Мы выехали еще до рассвета, перебрались через залив Пьюджет-Саунд на пароме, затем на хорошей скорости въехали в лес, который по мере приближения к Тихому океану становился все гуще. Деревья были такими огромными, что казалось, будто едешь в темно-зеленом тоннеле. Добравшись до стоянки в начале маршрута в глубине тропического леса Хох, мы достали из багажника рюкзаки и упаковали в них палатку, спальники и другое снаряжение, хорошо знакомое мне по долгим походам.

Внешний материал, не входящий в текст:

use mantle::testing::{RecordingBinding, RecordingListener};
use mantle::{
    AttachOptions, BoxError, ManagedEvent, ManagedObject, MantleError, OperationError, PresetValue,
    Record, Value, ViewPreset, apply_view_preset,
};
use std::cell::RefCell;
use std::rc::Rc;

mod common;
use common::{Log, attach_logged};

#[test]
fn test_forwarding_remap_reaches_parent_in_order() {
    let list = ManagedObject::new();
    let row = ManagedObject::new();
    let received: Rc<RefCell<Vec<ManagedEvent>>> = Rc::default();
    let sink = received.clone();
    list.attach(
        &row,
        AttachOptions::new().handler(move |_: &ManagedObject, e: &ManagedEvent| {
            sink.borrow_mut().push(e.clone())
        }),
    )
    .unwrap();

    ViewPreset::new()
        .on("Click", "+RemoveItem")
        .unwrap()
        .apply(&row)
        .unwrap();
    row.emit("Click");

    let received = received.borrow();
    let names: Vec<&str> = received.iter().map(ManagedEvent::name).collect();
    assert_eq!(names, vec!["Click", "RemoveItem"]);
    let inner = received[1].inner().unwrap();
    assert!(inner.ptr_eq(&received[0]));
    assert!(received[1].source().ptr_eq(&row));
}

#[test]
fn test_replacing_remap_hides_original() {
    let list = ManagedObject::new();
    let row = ManagedObject::new();
    let log = Log::default();
    attach_logged(&list, &row, "list", &log);

    apply_view_preset(&row, &ViewPreset::new().on("Click", "Open").unwrap()).unwrap();
    row.emit("Click");
    row.emit("Focus");

    assert_eq!(log.entries(), vec!["list:Open", "list:Focus"]);
}

#[test]
fn test_remap_to_same_name_adds_target() {
    let row = ManagedObject::new();
    ViewPreset::new()
        .on("Click", "Click:row")
        .unwrap()
        .apply(&row)
        .unwrap();
    let recorder = RecordingListener::new();
    recorder.attach_to(&row);

    row.emit("Click");

    let events = recorder.events();
    assert_eq!(events.len(), 1);
    assert_eq!(events[0].name(), "Click");
    assert_eq!(events[0].data().get("target"), Some(&Value::from("row")));
    let inner = events[0].inner().unwrap();
    assert_eq!(inner.name(), "Click");
    assert!(inner.data().get("target").is_none());
}

#[test]
fn test_forwarding_remap_to_same_name_emits_twice() {
    let list = ManagedObject::new();
    let row = ManagedObject::new();
    let log = Log::default();
    attach_logged(&list, &row, "list", &log);

    ViewPreset::new()
        .on("Click", "+Click")
        .unwrap()
        .apply(&row)
        .unwrap();
    row.emit("Click");

    assert_eq!(log.entries(), vec!["list:Click", "list:Click"]);
}

#[test]
fn test_dispatch_bypasses_interception() {
    let row = ManagedObject::new();
    ViewPreset::new()
        .on("Click", "Open")
        .unwrap()
        .apply(&row)
        .unwrap();
    let recorder = RecordingListener::new();
    recorder.attach_to(&row);

    row.dispatch(ManagedEvent::new("Click", &row));
    assert_eq!(recorder.names(), vec!["Click"]);
}

#[test]
fn test_preset_from_record() {
    let record: Record = [
        ("label".to_owned(), Value::from("Delete")),
        ("onClick".to_owned(), Value::from("Remove:row")),
        ("onward".to_owned(), Value::Bool(true)),
    ]
    .into_iter()
    .collect();
    let preset = ViewPreset::from_record(&record).unwrap();

    let row = ManagedObject::new();
    preset.apply(&row).unwrap();
    let recorder = RecordingListener::new();
    recorder.attach_to(&row);
    row.emit("Click");

    assert_eq!(row.get("label"), Some(Value::from("Delete")));
    assert_eq!(row.get("onward"), Some(Value::Bool(true)));
    assert!(!row.has("onClick"));
    let events = recorder.events();
    assert_eq!(events[0].name(), "Remove");
    assert_eq!(events[0].data().get("target"), Some(&Value::from("row")));
}

#[test]
fn test_bindings_are_attached() {
    let binding = RecordingBinding::with_value("bound");
    let row = ManagedObject::new();
    ViewPreset::from_entries([
        ("title", PresetValue::Binding(Rc::new(binding.clone()))),
        ("hidden", PresetValue::Unset),
    ])
    .unwrap()
    .apply(&row)
    .unwrap();

    assert_eq!(binding.bound(), vec![(row.id(), "title".to_owned())]);
    assert_eq!(row.get("title"), Some(Value::from("bound")));
    assert!(!row.has("hidden"));
}

#[test]
fn test_invalid_remaps_are_rejected() {
    assert!(matches!(
        ViewPreset::new().on("Click", "Click"),
        Err(MantleError::InvalidArgument(_))
    ));
    assert!(matches!(
        ViewPreset::from_entries([("onClick", PresetValue::from(true))]),
        Err(MantleError::InvalidArgument(_))
    ));
}

#[test]
fn test_failed_binding_can_be_retried() {
    let row = ManagedObject::new();
    let failing = ViewPreset::new()
        .set("label", "A")
        .bind("title", |_: &ManagedObject, _: &str| -> Result<(), BoxError> {
            Err("no source".into())
        });
    let err = failing.apply(&row).unwrap_err();
    assert!(matches!(err, MantleError::Binding { .. }));
    assert!(!row.has_preset());

    let binding = RecordingBinding::with_value("bound");
    ViewPreset::new()
        .set("label", "B")
        .bind("title", binding.clone())
        .on("Click", "Open")
        .unwrap()
        .apply(&row)
        .unwrap();

    assert!(row.has_preset());
    assert_eq!(row.get("label"), Some(Value::from("B")));
    assert_eq!(row.get("title"), Some(Value::from("bound")));
    let recorder = RecordingListener::new();
    recorder.attach_to(&row);
    row.emit("Click");
    assert_eq!(recorder.names(), vec!["Open"]);
}

#[test]
fn test_preset_applies_once() {
    let row = ManagedObject::new();
    let preset = ViewPreset::new().set("label", "A");
    preset.apply(&row).unwrap();
    let err = preset.apply(&row).unwrap_err();
    assert_eq!(err.operation(), Some(&OperationError::PresetApplied));

    let unlinked = ManagedObject::new();
    unlinked.unlink();
    let err = preset.apply(&unlinked).unwrap_err();
    assert_eq!(err.operation(), Some(&OperationError::Unlinked));
}
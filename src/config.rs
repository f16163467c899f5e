use std::collections::BTreeSet;
use std::fmt;
use std::str::FromStr;
use std::time::Duration;

use chrono_tz::Tz;
use clap::Parser;
use serde::{Deserialize, Serialize};

use crate::error::{LiveMapError, Result};

pub const DEFAULT_FEED_URL: &str = "https://data.itsfactory.fi/journeys/api/1/vehicle-activity";
pub const DEFAULT_STOP_POINTS_URL: &str = "https://data.itsfactory.fi/journeys/api/1/stop-points";
pub const DEFAULT_ROUTE_SHAPES: &str = "data/route_shapes.geojson";

// ============================================================================
// Filters
// ============================================================================

/// Restriction on one feed attribute. An empty `Only` set restricts nothing.
#[derive(Debug, Clone, Default, PartialEq, Eq, Serialize, Deserialize)]
#[serde(try_from = "SelectorRepr", into = "SelectorRepr")]
pub enum Selector {
    #[default]
    All,
    Only(BTreeSet<String>),
}

#[derive(Serialize, Deserialize)]
#[serde(untagged)]
enum SelectorRepr {
    Keyword(String),
    Codes(Vec<String>),
}

impl Selector {
    pub fn only<I, S>(codes: I) -> Self
    where
        I: IntoIterator<Item = S>,
        S: Into<String>,
    {
        Selector::Only(codes.into_iter().map(Into::into).collect())
    }

    pub fn admits(&self, code: &str) -> bool {
        match self {
            Selector::All => true,
            Selector::Only(codes) => codes.is_empty() || codes.contains(code),
        }
    }
}

impl TryFrom<SelectorRepr> for Selector {
    type Error = String;

    fn try_from(repr: SelectorRepr) -> std::result::Result<Self, Self::Error> {
        match repr {
            SelectorRepr::Keyword(keyword) => keyword.parse(),
            SelectorRepr::Codes(codes) => Ok(Selector::only(codes)),
        }
    }
}

impl From<Selector> for SelectorRepr {
    fn from(selector: Selector) -> Self {
        match selector {
            Selector::All => SelectorRepr::Keyword("all".to_string()),
            Selector::Only(codes) => SelectorRepr::Codes(codes.into_iter().collect()),
        }
    }
}

impl FromStr for Selector {
    type Err = String;

    /// Accepts `all` or a comma-separated list of codes.
    fn from_str(input: &str) -> std::result::Result<Self, Self::Err> {
        let trimmed = input.trim();
        if trimmed.eq_ignore_ascii_case("all") {
            return Ok(Selector::All);
        }
        Ok(Selector::only(
            trimmed
                .split(',')
                .map(str::trim)
                .filter(|code| !code.is_empty())
                .map(String::from),
        ))
    }
}

impl fmt::Display for Selector {
    fn fmt(&self, f: &mut fmt::Formatter<'_>) -> fmt::Result {
        match self {
            Selector::All => write!(f, "all"),
            Selector::Only(codes) => {
                let joined: Vec<&str> = codes.iter().map(String::as_str).collect();
                write!(f, "{}", joined.join(","))
            }
        }
    }
}

#[derive(Debug, Clone, Default, PartialEq, Eq, Serialize, Deserialize)]
pub struct FilterSet {
    #[serde(default)]
    pub lines: Selector,
    #[serde(default)]
    pub operators: Selector,
}

impl FilterSet {
    pub fn admits(&self, line_ref: &str, operator_ref: &str) -> bool {
        self.lines.admits(line_ref) && self.operators.admits(operator_ref)
    }
}

// ============================================================================
// Service Configuration
// ============================================================================

#[derive(Debug, Clone)]
pub struct LiveMapConfig {
    pub feed_url: String,
    pub stop_points_url: String,
    /// HTTP(S) URL or local path of the route-shape GeoJSON.
    pub route_shapes: String,
    pub feed_interval: Duration,
    pub overlay_interval: Duration,
    pub request_timeout: Duration,
    pub filters: FilterSet,
    pub timezone: Tz,
    pub host: String,
    pub port: u16,
}

impl Default for LiveMapConfig {
    fn default() -> Self {
        LiveMapConfig {
            feed_url: DEFAULT_FEED_URL.to_string(),
            stop_points_url: DEFAULT_STOP_POINTS_URL.to_string(),
            route_shapes: DEFAULT_ROUTE_SHAPES.to_string(),
            feed_interval: Duration::from_millis(5_000),
            overlay_interval: Duration::from_millis(10_000),
            request_timeout: Duration::from_secs(15),
            filters: FilterSet::default(),
            timezone: chrono_tz::Europe::Helsinki,
            host: "0.0.0.0".to_string(),
            port: 8080,
        }
    }
}

#[derive(Debug, Parser)]
#[command(name = "nysse-live-map")]
#[command(about = "Live vehicle map state service for the Tampere journeys API")]
pub struct CliArgs {
    /// Vehicle-activity feed endpoint
    #[arg(long, default_value = DEFAULT_FEED_URL)]
    pub feed_url: String,

    /// Stop-point lookup endpoint (the stop code is appended as a path segment)
    #[arg(long, default_value = DEFAULT_STOP_POINTS_URL)]
    pub stop_points_url: String,

    /// Route-shape GeoJSON, either a URL or a local file
    #[arg(long, default_value = DEFAULT_ROUTE_SHAPES)]
    pub route_shapes: String,

    /// Vehicle feed poll interval in milliseconds
    #[arg(long, default_value_t = 5_000)]
    pub feed_interval_ms: u64,

    /// Route overlay poll interval in milliseconds
    #[arg(long, default_value_t = 10_000)]
    pub overlay_interval_ms: u64,

    /// Upstream request timeout in seconds
    #[arg(long, default_value_t = 15)]
    pub request_timeout_secs: u64,

    /// Lines to show: "all" or a comma-separated list
    #[arg(long, default_value = "all")]
    pub lines: Selector,

    /// Operators to show: "all" or a comma-separated list
    #[arg(long, default_value = "all")]
    pub operators: Selector,

    /// Time zone used for arrival labels
    #[arg(long, default_value = "Europe/Helsinki")]
    pub timezone: String,

    /// Address to bind the HTTP server to
    #[arg(long, default_value = "0.0.0.0")]
    pub host: String,

    /// Port to run the HTTP server on
    #[arg(short, long, default_value_t = 8080)]
    pub port: u16,
}

impl CliArgs {
    pub fn into_config(self) -> Result<LiveMapConfig> {
        if self.feed_interval_ms == 0 || self.overlay_interval_ms == 0 {
            return Err(LiveMapError::ConfigError(
                "Poll intervals must be greater than zero".to_string(),
            ));
        }

        let timezone = self
            .timezone
            .parse::<Tz>()
            .map_err(|e| LiveMapError::ConfigError(format!("Unknown time zone '{}': {}", self.timezone, e)))?;

        Ok(LiveMapConfig {
            feed_url: self.feed_url,
            stop_points_url: self.stop_points_url.trim_end_matches('/').to_string(),
            route_shapes: self.route_shapes,
            feed_interval: Duration::from_millis(self.feed_interval_ms),
            overlay_interval: Duration::from_millis(self.overlay_interval_ms),
            request_timeout: Duration::from_secs(self.request_timeout_secs),
            filters: FilterSet {
                lines: self.lines,
                operators: self.operators,
            },
            timezone,
            host: self.host,
            port: self.port,
        })
    }
}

Но сегодня в багаже имелось и кое-что новое: ледобуры, обвязки, кошки и моток альпинистской веревки, которую прихватил Скотт. Надев рюкзаки и отрегулировав ремни так, чтобы основной вес приходился на бедра, мы стали подниматься по тропе. Первые несколько километров пути среди огромных папоротников и стволов поваленных деревьев высота набиралась плавно, поэтому можно было поговорить.

Скотт рассказывал о своем детстве в Нью-Джерси. Он играл в футбол, время от времени попадал в те или иные подростковые неприятности и не понимал, чем будет заниматься, пока однажды не увидел по телевизору передачу о восхождениях в горах Вайоминга. «Это было то, что нужно, – сказал он. – Я сразу понял, что это мое». Именно тогда он стал учиться скалолазанию и альпинизму, начал ездить в экспедиции и с тех пор не прекращал заниматься восхождениями. Я спросил, как ему удается сочетать свободный образ жизни со стандартной пятидневкой жены. Этот вопрос не давал мне покоя: стремление исчезать в глуши на несколько недель или месяцев кряду и при этом строить отношения с женщиной, которая не только привязана к корпоративному миру, но и стремится завести семью – вещи, похоже, несовместимые. «Джинни знает, что я альпинист и всегда им буду, – ответил Скотт. – Мы обсуждали это еще до свадьбы».